Problem: I can still brute force a combination of client hash and server secret that will allow myself to win the progressive jackpot (royal flush)
Oh, ya, the progressive jackpot means you are not just playing against the house but against other players.
BitLotto handles that by using an external event (results of the state-run lottery) which isn't known until after the betting window closes.
What isn't known at the time of the wager is the hash of the next couple blocks.
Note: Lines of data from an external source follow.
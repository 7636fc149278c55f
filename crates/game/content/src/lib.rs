//! Data-driven content definitions and loaders.
//!
//! This crate turns data files into simulation inputs:
//! - Actor templates (data-driven via RON)
//! - Scenarios placing templates in the world (data-driven via RON)
//! - Simulation tunables (data-driven via TOML)
//!
//! Content is consumed when a world is populated and never appears in
//! simulation state. All loaders use sim-core types directly with serde.

pub mod scenario;
pub mod templates;

#[cfg(feature = "loaders")]
pub mod loaders;

pub use scenario::{Scenario, ScenarioError, SpawnSpec};
pub use templates::{ActorCatalog, ActorTemplate, MonsterSpec, NpcSpec, TemplateKind};

#[cfg(feature = "loaders")]
pub use loaders::{ActorLoader, ConfigLoader, ContentFactory, LoadResult, ScenarioLoader};
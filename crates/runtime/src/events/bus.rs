//! Topic-based event bus implementation.

use serde::{Deserialize, Serialize};
use tokio::sync::broadcast;

use super::types::{SimulationEvent, TickEvent};

/// Topics for event routing
#[derive(Debug, Clone, Copy, Hash, Eq, PartialEq, Serialize, Deserialize)]
pub enum Topic {
    /// Damage, deaths, rewards and exchange lifecycle
    Simulation,
    /// One summary per completed step
    Tick,
}

/// Event wrapper that carries the topic and typed event
#[derive(Debug, Clone, PartialEq, Serialize, Deserialize)]
pub enum Event {
    Simulation(SimulationEvent),
    Tick(TickEvent),
}

impl Event {
    pub fn topic(&self) -> Topic {
        match self {
            Event::Simulation(_) => Topic::Simulation,
            Event::Tick(_) => Topic::Tick,
        }
    }
}

/// Topic-based event bus
///
/// Each topic owns a broadcast channel created up front, so publishing and
/// subscribing never contend on a lock. Publishing is best-effort: events sent
/// while nobody listens are dropped, and slow subscribers observe
/// `RecvError::Lagged` once they fall `capacity` events behind.
#[derive(Clone)]
pub struct EventBus {
    simulation: broadcast::Sender<Event>,
    tick: broadcast::Sender<Event>,
}

impl EventBus {
    /// Creates a new event bus with default capacity for each topic
    pub fn new() -> Self {
        Self::with_capacity(100)
    }

    /// Creates a new event bus with specified capacity per topic
    pub fn with_capacity(capacity: usize) -> Self {
        let capacity = capacity.max(1);
        Self {
            simulation: broadcast::channel(capacity).0,
            tick: broadcast::channel(capacity).0,
        }
    }

    fn sender(&self, topic: Topic) -> &broadcast::Sender<Event> {
        match topic {
            Topic::Simulation => &self.simulation,
            Topic::Tick => &self.tick,
        }
    }

    /// Publish an event to its corresponding topic
    pub fn publish(&self, event: Event) {
        let topic = event.topic();
        if self.sender(topic).send(event).is_err() {
            // No subscribers for this topic - this is normal, not an error
            tracing::trace!("No subscribers for topic {:?}", topic);
        }
    }

    /// Subscribe to a specific topic
    ///
    /// Returns a receiver that will only receive events for that topic.
    pub fn subscribe(&self, topic: Topic) -> broadcast::Receiver<Event> {
        self.sender(topic).subscribe()
    }

    /// Number of live receivers on `topic`.
    pub fn subscriber_count(&self, topic: Topic) -> usize {
        self.sender(topic).receiver_count()
    }
}

impl Default for EventBus {
    fn default() -> Self {
        Self::new()
    }
}
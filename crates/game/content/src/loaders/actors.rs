//! Actor catalog loader.

use std::path::Path;

use crate::loaders::{LoadResult, read_file};
use crate::templates::{ActorCatalog, ActorTemplate};

/// Loader for actor templates from RON files.
pub struct ActorLoader;

impl ActorLoader {
    /// Load an actor catalog from a RON file.
    ///
    /// RON format: `Vec<(String, ActorTemplate)>`. Template ids must be unique.
    pub fn load(path: &Path) -> LoadResult<ActorCatalog> {
        let content = read_file(path)?;
        Self::parse(&content)
            .map_err(|e| anyhow::anyhow!("Invalid actor catalog {}: {}", path.display(), e))
    }

    /// Parse an actor catalog from RON text.
    pub fn parse(content: &str) -> LoadResult<ActorCatalog> {
        let raw_data: Vec<(String, ActorTemplate)> = ron::from_str(content)
            .map_err(|e| anyhow::anyhow!("Failed to parse actor catalog RON: {}", e))?;

        let mut catalog = ActorCatalog::new();
        for (template_id, template) in raw_data {
            if catalog.get(&template_id).is_some() {
                anyhow::bail!("Duplicate actor template '{}'", template_id);
            }
            catalog.insert(template_id, template);
        }
        tracing::debug!(templates = catalog.len(), "loaded actor catalog");
        Ok(catalog)
    }
}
That would prevent that immediate positive reinforcement that keeps people playing though since you wouldn't know if you won for ten or twenty minutes after betting.
If your service uses the blockchain, maybe you could include a hash of the timestamp that blockchain.info.com shows for the transaction (e.g., epoch/unix time) to give something that is not known at the time of the bet, is not really controllable (not to the second) and becomes expensive if brute forced (due to part of the losses getting added to the progressive jackpot that potentially go to a winner other than the house). Of course, this assumes that there is no collusion between the house and blockchain.info.
Here's something along the same lines, using the Twitter public timeline:
-
http://pyevolve.sourceforge.net/wordpress/?p=631Where you use the timestamp to determine a tweet from the public timeline that occurs after the wager is placed, and the hash of that tweet is used. Gah, that's crazy and still not provably fair.